Dataset items

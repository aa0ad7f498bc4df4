//! CLI entry-point for embedding generation.

use anyhow::Result;
use tracing::instrument;

use crate::{config::Settings, nlp};

#[instrument(skip(settings))]
pub fn run(settings: Settings) -> Result<()> {
    nlp::embeddings::embed_speeches(&settings)
}
//! Latent Dirichlet Allocation model loaded from a trained artefact.
//!
//! Inference is the variational E-step used by gensim's `get_document_topics`:
//! document-level `gamma` is iterated against the fixed `exp(E[log beta])`
//! until its mean absolute change drops below `GAMMA_THRESHOLD`.

use std::{fs::File, io::BufReader, path::Path};

use anyhow::{Context, Result};
use ndarray::{Array1, Array2, Axis};
use serde::{Deserialize, Serialize};
use tracing::debug;

use crate::{
    error::PipelineError,
    topics::{corpus::Dictionary, TopicModel},
};

const MAX_ITERATIONS: usize = 50;
const GAMMA_THRESHOLD: f64 = 1e-3;
const MINIMUM_PROBABILITY: f64 = 1e-8;

/// On-disk layout of a trained model.
#[derive(Debug, Clone, Serialize, Deserialize)]
pub struct LdaArtifact {
    pub num_topics: usize,
    /// Document-topic Dirichlet prior, one entry per topic.
    pub alpha: Vec<f64>,
    /// Token for every vocabulary id.
    pub vocabulary: Vec<String>,
    /// Variational topic-word parameters, `num_topics` rows of vocabulary length.
    pub lambda: Vec<Vec<f64>>,
}

/// Read-only trained topic model.
#[derive(Debug, Clone)]
pub struct LdaModel {
    alpha: Array1<f64>,
    lambda: Array2<f64>,
    exp_elogbeta: Array2<f64>,
    dictionary: Dictionary,
}

impl LdaModel {
    pub fn load(path: &Path) -> Result<Self> {
        let file = File::open(path).with_context(|| format!("opening model {}", path.display()))?;
        let artifact: LdaArtifact = serde_json::from_reader(BufReader::new(file))
            .with_context(|| format!("parsing model {}", path.display()))?;
        Ok(Self::from_artifact(artifact)?)
    }

    pub fn from_artifact(artifact: LdaArtifact) -> Result<Self, PipelineError> {
        let LdaArtifact {
            num_topics,
            alpha,
            vocabulary,
            lambda,
        } = artifact;
        if num_topics == 0 {
            return Err(PipelineError::InvalidModel("model has no topics".into()));
        }
        if alpha.len() != num_topics || lambda.len() != num_topics {
            return Err(PipelineError::InvalidModel(format!(
                "expected {num_topics} topics, got {} alpha entries and {} lambda rows",
                alpha.len(),
                lambda.len()
            )));
        }
        let n_terms = vocabulary.len();
        let mut matrix = Array2::<f64>::zeros((num_topics, n_terms));
        for (topic, row) in lambda.iter().enumerate() {
            if row.len() != n_terms {
                return Err(PipelineError::DimensionMismatch {
                    expected: n_terms,
                    found: row.len(),
                });
            }
            if row.iter().any(|v| !(*v > 0.0)) {
                return Err(PipelineError::InvalidModel(format!(
                    "topic {topic} has non-positive lambda entries"
                )));
            }
            for (term, value) in row.iter().enumerate() {
                matrix[[topic, term]] = *value;
            }
        }
        let exp_elogbeta = dirichlet_expectation_rows(&matrix).mapv(f64::exp);
        debug!(num_topics, n_terms, "built topic model");
        Ok(Self {
            alpha: Array1::from(alpha),
            lambda: matrix,
            exp_elogbeta,
            dictionary: Dictionary::new(vocabulary),
        })
    }

    pub fn dictionary(&self) -> &Dictionary {
        &self.dictionary
    }

    /// Most probable `k` words of `topic` with their probabilities.
    pub fn top_words(&self, topic: usize, k: usize) -> Vec<(String, f64)> {
        if topic >= self.lambda.nrows() {
            return Vec::new();
        }
        let row = self.lambda.row(topic);
        let total = row.sum();
        let mut ranked: Vec<(usize, f64)> =
            row.iter().map(|v| v / total).enumerate().collect();
        ranked.sort_by(|a, b| b.1.total_cmp(&a.1));
        ranked
            .into_iter()
            .take(k)
            .filter_map(|(id, p)| self.dictionary.token(id).map(|t| (t.to_string(), p)))
            .collect()
    }

    fn infer_gamma(&self, bow: &[(usize, f64)]) -> Array1<f64> {
        let n_topics = self.alpha.len();
        let known: Vec<(usize, f64)> = bow
            .iter()
            .copied()
            .filter(|(id, _)| *id < self.exp_elogbeta.ncols())
            .collect();
        let ids: Vec<usize> = known.iter().map(|(id, _)| *id).collect();
        let counts = Array1::from_iter(known.iter().map(|(_, c)| *c));
        let beta_d = self.exp_elogbeta.select(Axis(1), &ids);

        let mut gamma = Array1::<f64>::ones(n_topics);
        let mut exp_elogtheta = dirichlet_expectation(&gamma).mapv(f64::exp);
        let mut phinorm = exp_elogtheta.dot(&beta_d) + 1e-100;
        for _ in 0..MAX_ITERATIONS {
            let last = gamma.clone();
            let ratio = &counts / &phinorm;
            gamma = &self.alpha + &(&exp_elogtheta * &beta_d.dot(&ratio));
            exp_elogtheta = dirichlet_expectation(&gamma).mapv(f64::exp);
            phinorm = exp_elogtheta.dot(&beta_d) + 1e-100;
            let change = (&gamma - &last).mapv(f64::abs).mean().unwrap_or(0.0);
            if change < GAMMA_THRESHOLD {
                break;
            }
        }
        gamma
    }
}

impl TopicModel for LdaModel {
    fn num_topics(&self) -> usize {
        self.alpha.len()
    }

    fn document_topics(&self, bow: &[(usize, f64)]) -> Vec<f64> {
        let gamma = self.infer_gamma(bow);
        let total = gamma.sum();
        gamma
            .iter()
            .map(|g| {
                let p = g / total;
                if p < MINIMUM_PROBABILITY {
                    0.0
                } else {
                    p
                }
            })
            .collect()
    }
}

/// `E[log x]` for `x ~ Dir(param)`.
fn dirichlet_expectation(param: &Array1<f64>) -> Array1<f64> {
    let total = digamma(param.sum());
    param.mapv(|v| digamma(v) - total)
}

fn dirichlet_expectation_rows(param: &Array2<f64>) -> Array2<f64> {
    let mut out = param.mapv(digamma);
    for (mut row, src) in out.outer_iter_mut().zip(param.outer_iter()) {
        let total = digamma(src.sum());
        row.mapv_inplace(|v| v - total);
    }
    out
}

/// Digamma function for positive arguments (recurrence + asymptotic series).
pub fn digamma(mut x: f64) -> f64 {
    let mut result = 0.0;
    while x < 6.0 {
        result -= 1.0 / x;
        x += 1.0;
    }
    let inv = 1.0 / x;
    let inv2 = inv * inv;
    result + x.ln() - 0.5 * inv
        - inv2
            * (1.0 / 12.0
                - inv2 * (1.0 / 120.0 - inv2 * (1.0 / 252.0 - inv2 * (1.0 / 240.0 - inv2 / 132.0))))
}
//! Command-line interface wiring for parl-discourse.

use std::{fs::File, path::PathBuf};

use anyhow::{Context, Result};
use clap::{Parser, Subcommand, ValueEnum};
use serde::Serialize;
use tracing::info;

use crate::config::Settings;

pub mod aggregate;
pub mod axes;
pub mod cohesion;
pub mod embed;
pub mod migration;
pub mod preprocess;
pub mod vocab;

/// Top-level CLI definition.
#[derive(Debug, Parser)]
#[command(author, version, about = "Parliamentary speech discourse analysis", long_about = None)]
pub struct Cli {
    #[command(subcommand)]
    command: Commands,
}

impl Cli {
    /// Parse CLI arguments from the environment.
    pub fn parse() -> Self {
        <Self as Parser>::parse()
    }

    /// Dispatch the selected sub-command.
    pub fn dispatch(self, settings: Settings) -> Result<()> {
        match self.command {
            Commands::Preprocess(args) => preprocess::run(args, settings),
            Commands::Migration(args) => migration::run(args, settings),
            Commands::Embed => embed::run(settings),
            Commands::Vocab => vocab::run(settings),
            Commands::Aggregate(args) => aggregate::run(args, settings),
            Commands::Axes(args) => axes::run(args, settings),
            Commands::Cohesion(args) => cohesion::run(args, settings),
        }
    }
}

/// Supported sub-commands.
#[derive(Debug, Subcommand)]
pub enum Commands {
    /// Clean translated speeches and assign topic probabilities.
    Preprocess(preprocess::Args),
    /// Select speeches about the migration topic.
    Migration(migration::Args),
    /// Embed migration speeches and their vocabulary.
    Embed,
    /// List the normalised vocabulary of the migration speeches.
    Vocab,
    /// Average embeddings per category and year.
    Aggregate(aggregate::Args),
    /// Fit the supervised projection and label its axes.
    Axes(axes::Args),
    /// Score group cohesion, predictability and cluster quality.
    Cohesion(cohesion::Args),
}

/// Category speeches are grouped by.
#[derive(Clone, Copy, Debug, ValueEnum)]
pub enum GroupBy {
    Party,
    Block,
}

impl GroupBy {
    pub fn column(self) -> &'static str {
        match self {
            Self::Party => "party",
            Self::Block => "block",
        }
    }
}

/// Persist a JSON report under the outputs directory.
pub fn write_report<T: Serialize>(settings: &Settings, name: &str, report: &T) -> Result<PathBuf> {
    let path = settings.join_output(name);
    if let Some(parent) = path.parent() {
        std::fs::create_dir_all(parent)?;
    }
    let file = File::create(&path).with_context(|| format!("creating {}", path.display()))?;
    serde_json::to_writer_pretty(file, report)?;
    info!(path = %path.display(), "wrote report");
    Ok(path)
}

## [Exercise objective]
The answer must consist of each line in the entries above that includes "Serialize".

## [Completed exercise]
use serde::{Deserialize, Serialize};
#[derive(Debug, Clone, Serialize, Deserialize)]
use serde::Serialize;
pub fn write_report<T: Serialize>(settings: &Settings, name: &str, report: &T) -> Result<PathBuf> {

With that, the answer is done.